I'm still working on DMTCP integration as a C/R system for a custom MPI implementation and I'm focused to the DMTCP TLS mechanism.

TL;DR

The GS register does not seem to be handled in a per-thread storage, leading to inconsistent values at restart time.

Explanation

I saw that TLS save/restore are handled through a ThreadTLSInfo, located in a per-thread structure, and TLSInfo_RestoreTLSState()/TLSInfo_SaveTLSState() are responsible of updating this tlsInfo. %fs register seems to be stored in a field named gdtentrytls, which is a 1-entry array:

typedef struct _ThreadTLSInfo {
  segreg_t fs, gs;  // thread local storage pointers
  struct user_desc gdtentrytls[1];
} ThreadTLSInfo;

This field is updated by tls_get_thread_area()/tls_set_thread_area(), the "internals" that TLSInfo_* functions are wrapping. Why %gs is not handled accordingly ? It seems that this register is stored in a per-process storage: myinfo_gs. However, %gs being a per-CPU register too, it should be stored the same way as %fs. The fact is that we use GS (supposed unused in 64-bit mode) to reproduce a TLS mechanism for our own user-level thread model (like the NPTL does with FS).

Is there any reason for FS and GS to be handled differently ? According to me, these registers could just be saved/restored through arch_prctl calls, manipulating 64-bit addresses. Then, DMTCP just needs to update PID/TID in the TCB accordingl (at least for x86_64).
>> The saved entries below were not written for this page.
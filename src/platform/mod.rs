//! Platform abstraction layer
//!
//! Plain data types for browser input plus the canvas sizing math, kept free
//! of `web_sys` so the games and their tests never see the DOM. The wasm
//! entry point converts DOM events into these types.

use glam::Vec2;

/// Minimum travel (canvas px) before a press-release counts as a swipe
pub const MIN_SWIPE: f32 = 18.0;

/// Stage of a pointer gesture
#[derive(Debug, Clone, Copy, PartialEq, Eq)]
pub enum PointerPhase {
    Down,
    Move,
    Up,
    Cancel,
}

/// One pointer event in canvas pixel coordinates
#[derive(Debug, Clone, Copy, PartialEq)]
pub struct PointerSample {
    pub phase: PointerPhase,
    pub pos: Vec2,
}

impl PointerSample {
    pub fn new(phase: PointerPhase, x: f32, y: f32) -> Self {
        Self {
            phase,
            pos: Vec2::new(x, y),
        }
    }
}

/// Keys the games react to
#[derive(Debug, Clone, Copy, PartialEq, Eq)]
pub enum Key {
    Up,
    Down,
    Left,
    Right,
    Space,
    Enter,
}

impl Key {
    /// Map a DOM `KeyboardEvent.key` value
    pub fn from_dom(key: &str) -> Option<Self> {
        match key {
            "ArrowUp" | "w" | "W" => Some(Key::Up),
            "ArrowDown" | "s" | "S" => Some(Key::Down),
            "ArrowLeft" | "a" | "A" => Some(Key::Left),
            "ArrowRight" | "d" | "D" => Some(Key::Right),
            " " | "Spacebar" => Some(Key::Space),
            "Enter" => Some(Key::Enter),
            _ => None,
        }
    }

    /// Keys that start a round from the overlay
    pub fn starts_round(&self) -> bool {
        matches!(self, Key::Space | Key::Enter)
    }
}

/// Dominant direction of a finished drag
#[derive(Debug, Clone, Copy, PartialEq, Eq)]
pub enum Swipe {
    Left,
    Right,
    Up,
    Down,
}

/// Classify a drag by its dominant axis; short drags are ignored
pub fn swipe(delta: Vec2, min_distance: f32) -> Option<Swipe> {
    let (adx, ady) = (delta.x.abs(), delta.y.abs());
    if adx.max(ady) < min_distance {
        return None;
    }
    if adx > ady {
        Some(if delta.x > 0.0 { Swipe::Right } else { Swipe::Left })
    } else {
        Some(if delta.y > 0.0 { Swipe::Down } else { Swipe::Up })
    }
}

/// Backing-store size for a canvas displayed at `css_w` x `css_h`.
///
/// The device pixel ratio is floored and never below 1, which keeps the
/// games' pixel-art scale integral.
pub fn canvas_pixel_size(css_w: f64, css_h: f64, device_pixel_ratio: f64) -> (u32, u32) {
    let dpr = device_pixel_ratio.floor().max(1.0);
    let w = (css_w.max(0.0) * dpr).floor() as u32;
    let h = (css_h.max(0.0) * dpr).floor() as u32;
    (w, h)
}

/// Inline `display` value for the rotate-device hint
pub fn rotate_hint_display(suspended: bool) -> &'static str {
    if suspended { "flex" } else { "none" }
}

/// Map a client-space point into canvas pixels through the canvas rect
pub fn client_to_canvas(
    client: Vec2,
    rect_origin: Vec2,
    rect_size: Vec2,
    canvas_size: (u32, u32),
) -> Vec2 {
    let unit = Vec2::new(
        if rect_size.x > 0.0 { (client.x - rect_origin.x) / rect_size.x } else { 0.0 },
        if rect_size.y > 0.0 { (client.y - rect_origin.y) / rect_size.y } else { 0.0 },
    );
    Vec2::new(unit.x * canvas_size.0 as f32, unit.y * canvas_size.1 as f32)
}
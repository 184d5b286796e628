//! Per-frame draw list
//!
//! Games paint into a `Frame` in canvas pixel coordinates (origin top-left,
//! y down). The frame only collects triangles; presenting them is the
//! pipeline's job, so drawing stays testable without a GPU.

use glam::Vec2;

use super::font::{self, GLYPH_GAP, GLYPH_W};
use super::shapes;
use super::vertex::Vertex;
use crate::sim::Rect;

/// Horizontal anchor for text
#[derive(Debug, Clone, Copy, PartialEq, Eq)]
pub enum Align {
    Left,
    Center,
    Right,
}

/// Triangle list for one frame
#[derive(Debug, Clone)]
pub struct Frame {
    width: u32,
    height: u32,
    vertices: Vec<Vertex>,
}

impl Frame {
    pub fn new(width: u32, height: u32) -> Self {
        Self {
            width,
            height,
            vertices: Vec::with_capacity(1024),
        }
    }

    pub fn width(&self) -> u32 {
        self.width
    }

    pub fn height(&self) -> u32 {
        self.height
    }

    pub fn vertices(&self) -> &[Vertex] {
        &self.vertices
    }

    pub fn is_empty(&self) -> bool {
        self.vertices.is_empty()
    }

    /// Fill the whole canvas
    pub fn clear(&mut self, color: [f32; 4]) {
        let full = Rect::new(0.0, 0.0, self.width as f32, self.height as f32);
        self.fill_rect(&full, color);
    }

    pub fn fill_rect(&mut self, rect: &Rect, color: [f32; 4]) {
        if rect.w <= 0.0 || rect.h <= 0.0 {
            return;
        }
        self.vertices.extend_from_slice(&shapes::quad(rect, color));
    }

    pub fn stroke_rect(&mut self, rect: &Rect, line: f32, color: [f32; 4]) {
        self.vertices.extend(shapes::outline(rect, line, color));
    }

    pub fn fill_circle(&mut self, center: Vec2, radius: f32, color: [f32; 4]) {
        let segments = (radius * 1.5).clamp(12.0, 48.0) as u32;
        self.vertices
            .extend(shapes::circle(center, radius, color, segments));
    }

    pub fn polyline(&mut self, points: &[Vec2], width: f32, color: [f32; 4]) {
        self.vertices.extend(shapes::polyline(points, width, color));
    }

    /// Pixel-art map, top-left at `origin`
    pub fn pixels(&mut self, map: &[&str], origin: Vec2, scale: f32, color: [f32; 4]) {
        self.vertices
            .extend(shapes::sprite(map, origin, scale, color));
    }

    /// Digits in the pixel font. `pos.y` is the top of the glyphs.
    pub fn text(&mut self, text: &str, pos: Vec2, px: f32, align: Align, color: [f32; 4]) {
        let width = font::text_width(text.chars().count(), px);
        let mut x = match align {
            Align::Left => pos.x,
            Align::Center => pos.x - width / 2.0,
            Align::Right => pos.x - width,
        };
        for ch in text.chars() {
            if let Some(rows) = font::glyph(ch) {
                self.pixels(rows, Vec2::new(x, pos.y), px, color);
            }
            x += (GLYPH_W + GLYPH_GAP) as f32 * px;
        }
    }

    /// Vertices mapped from canvas pixels to clip space (-1..1, y up)
    pub fn clip_space(&self) -> Vec<Vertex> {
        let w = (self.width.max(1)) as f32;
        let h = (self.height.max(1)) as f32;
        self.vertices
            .iter()
            .map(|v| {
                let x = v.position[0] / w * 2.0 - 1.0;
                let y = 1.0 - v.position[1] / h * 2.0;
                Vertex::new(x, y, v.color)
            })
            .collect()
    }
}
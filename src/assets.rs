//! Static asset manifest
//!
//! The page shells and bundle files an offline cache should hold. The cache
//! worker itself lives outside this crate; it only needs this list and the
//! cache name, which changes whenever the list does.

/// Versioned cache name
pub const CACHE_NAME: &str = "pocket-arcade-v1";

/// Files served as-is, relative to the site root
pub const STATIC_ASSETS: &[&str] = &[
    "./",
    "./index.html",
    "./pong.html",
    "./jumper.html",
    "./snake.html",
    "./style.css",
    "./pocket_arcade.js",
    "./pocket_arcade_bg.wasm",
    "./manifest.webmanifest",
    "./service-worker.js",
];

/// Page served when a navigation misses the cache while offline
pub const OFFLINE_FALLBACK: &str = "./index.html";

/// Whether `path` is in the manifest. Accepts paths with or without the
/// leading `./`.
pub fn is_static_asset(path: &str) -> bool {
    let path = path.trim_start_matches("./").trim_start_matches('/');
    STATIC_ASSETS
        .iter()
        .any(|asset| asset.trim_start_matches("./") == path)
}
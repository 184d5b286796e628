//! Endless runner: jump the cacti, score grows with distance.
//!
//! The runner stays at a fixed column while the ground scrolls faster and
//! faster. Holding the jump input right after takeoff gives a slightly
//! higher jump. Physics pauses while the canvas is portrait.

mod draw;
pub mod sprites;
mod state;
mod tick;

pub use sprites::CactusShape;
pub use state::{Bump, Cactus, Cloud, Jumper, ObstacleGroup, Runner};
pub use tick::tick;

use serde::{Deserialize, Serialize};

use crate::platform::{Key, PointerPhase, PointerSample};
use crate::renderer::Frame;
use crate::scores::Scoreboard;
use crate::sim::{Game, GameEvent, RandomSource, RenderView};

/// Runner intents
#[derive(Debug, Clone, Default, PartialEq, Eq)]
pub struct JumperInput {
    /// One-shot: start a jump if grounded
    pub press: bool,
    /// Jump input is still down
    pub held: bool,
}

/// Runner constants; `*_frac` values scale with the canvas
#[derive(Debug, Clone, PartialEq, Serialize, Deserialize)]
#[serde(default)]
pub struct JumperTuning {
    /// Canvas height per sprite pixel block
    pub pixel_divisor: f32,
    pub min_pixel: f32,
    pub ground_frac: f32,
    pub min_speed: f32,
    pub speed_frac: f32,
    /// Scroll acceleration (px/s^2)
    pub accel: f32,
    pub min_gravity: f32,
    pub gravity_frac: f32,
    pub min_jump_velocity: f32,
    pub jump_velocity_frac: f32,
    /// Extra upward acceleration while held, as a fraction of gravity
    pub hold_boost: f32,
    /// Longest hold that still boosts (s)
    pub max_hold: f32,
    /// Scroll pixels per distance point
    pub score_divisor: f32,
    /// Spawn interval before the first roll (s)
    pub first_spawn: f32,
}

impl Default for JumperTuning {
    fn default() -> Self {
        Self {
            pixel_divisor: 180.0,
            min_pixel: 2.0,
            ground_frac: 0.78,
            min_speed: 220.0,
            speed_frac: 0.28,
            accel: 10.0,
            min_gravity: 2600.0,
            gravity_frac: 4.4,
            min_jump_velocity: 560.0,
            jump_velocity_frac: 0.95,
            hold_boost: 0.22,
            max_hold: 0.08,
            score_divisor: 90.0,
            first_spawn: 0.9,
        }
    }
}

impl Game for Jumper {
    type Input = JumperInput;
    type Tuning = JumperTuning;

    const NAME: &'static str = "jumper";
    const STORAGE_KEY: &'static str = "jumperBest";

    fn new(width: u32, height: u32, tuning: &JumperTuning, rng: &mut dyn RandomSource) -> Self {
        Jumper::build(width, height, tuning, rng)
    }

    fn tick(
        &mut self,
        input: &JumperInput,
        dt: f32,
        rng: &mut dyn RandomSource,
        scores: &mut Scoreboard,
    ) -> Vec<GameEvent> {
        tick::tick(self, input, dt, rng, scores)
    }

    fn draw(&self, view: &RenderView, frame: &mut Frame) {
        draw::draw(self, view, frame)
    }

    fn pointer(input: &mut JumperInput, sample: PointerSample) {
        match sample.phase {
            PointerPhase::Down => {
                input.press = true;
                input.held = true;
            }
            PointerPhase::Move => {}
            PointerPhase::Up | PointerPhase::Cancel => input.held = false,
        }
    }

    fn key(input: &mut JumperInput, key: Key) {
        if matches!(key, Key::Space | Key::Up) {
            input.press = true;
            input.held = true;
        }
    }

    fn key_up(input: &mut JumperInput, key: Key) {
        if matches!(key, Key::Space | Key::Up) {
            input.held = false;
        }
    }

    fn consume_one_shots(input: &mut JumperInput) {
        input.press = false;
    }

    fn needs_landscape() -> bool {
        true
    }

    fn format_score(score: u64) -> String {
        crate::renderer::font::padded_score(score, 5)
    }
}

/// Jump when the next cactus group is about to reach the runner
pub fn autopilot(world: &Jumper) -> JumperInput {
    let runner = world.runner.bounds();
    let lead = world.speed * 0.16;
    let threat = world
        .obstacles
        .iter()
        .map(|g| g.x - runner.right())
        .filter(|gap| *gap > -runner.w)
        .fold(f32::MAX, f32::min);

    let jump = world.runner.on_ground && threat < lead;
    JumperInput {
        press: jump,
        held: jump || (!world.runner.on_ground && world.runner.vy < 0.0),
    }
}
Furthermore, I saw that the struct user_desc was used to store the FS register in the base_addr member (probably to transparently switch between arch_prctl() and {g,s}et_thread_area() depending on the architecture). But, on 64-bit systems, this member is an int, to stay compliant with the long definition in 32-bit mode. This leads arch_prctl to erase the next struct member, named limit. As these two fields are depicted as "not used" for 64-bit mode, it is not a problem but just to say (actually a bit confusing when debugging).

This post is based on my knowledge of TLS mechanism for x86_64 architecture and complexity introduced by DMTCP should be related to the need to support more than one (like ARM). So, maybe it is non-trivial to do it.

For now, my work-around (reachable at gweodoo/dmtcp@07b4957) consists in replacing the memeber with a 2-entry array, to store both the register states and an update of two "internals" accordingly (still on the 2.5 branch). But i think a proper solution would be better.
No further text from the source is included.